# To do:
Report back every line from the entries below in which the word "stats" occurs.

(Beginning of Exercise data)

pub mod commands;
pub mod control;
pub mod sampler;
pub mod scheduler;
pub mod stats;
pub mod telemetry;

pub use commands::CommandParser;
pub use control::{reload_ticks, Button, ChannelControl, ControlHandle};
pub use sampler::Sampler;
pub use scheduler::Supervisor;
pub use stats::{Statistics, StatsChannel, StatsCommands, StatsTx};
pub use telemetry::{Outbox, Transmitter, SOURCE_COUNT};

(End of Exercise data)

# Solution:
pub mod stats;
pub use stats::{Statistics, StatsChannel, StatsCommands, StatsTx};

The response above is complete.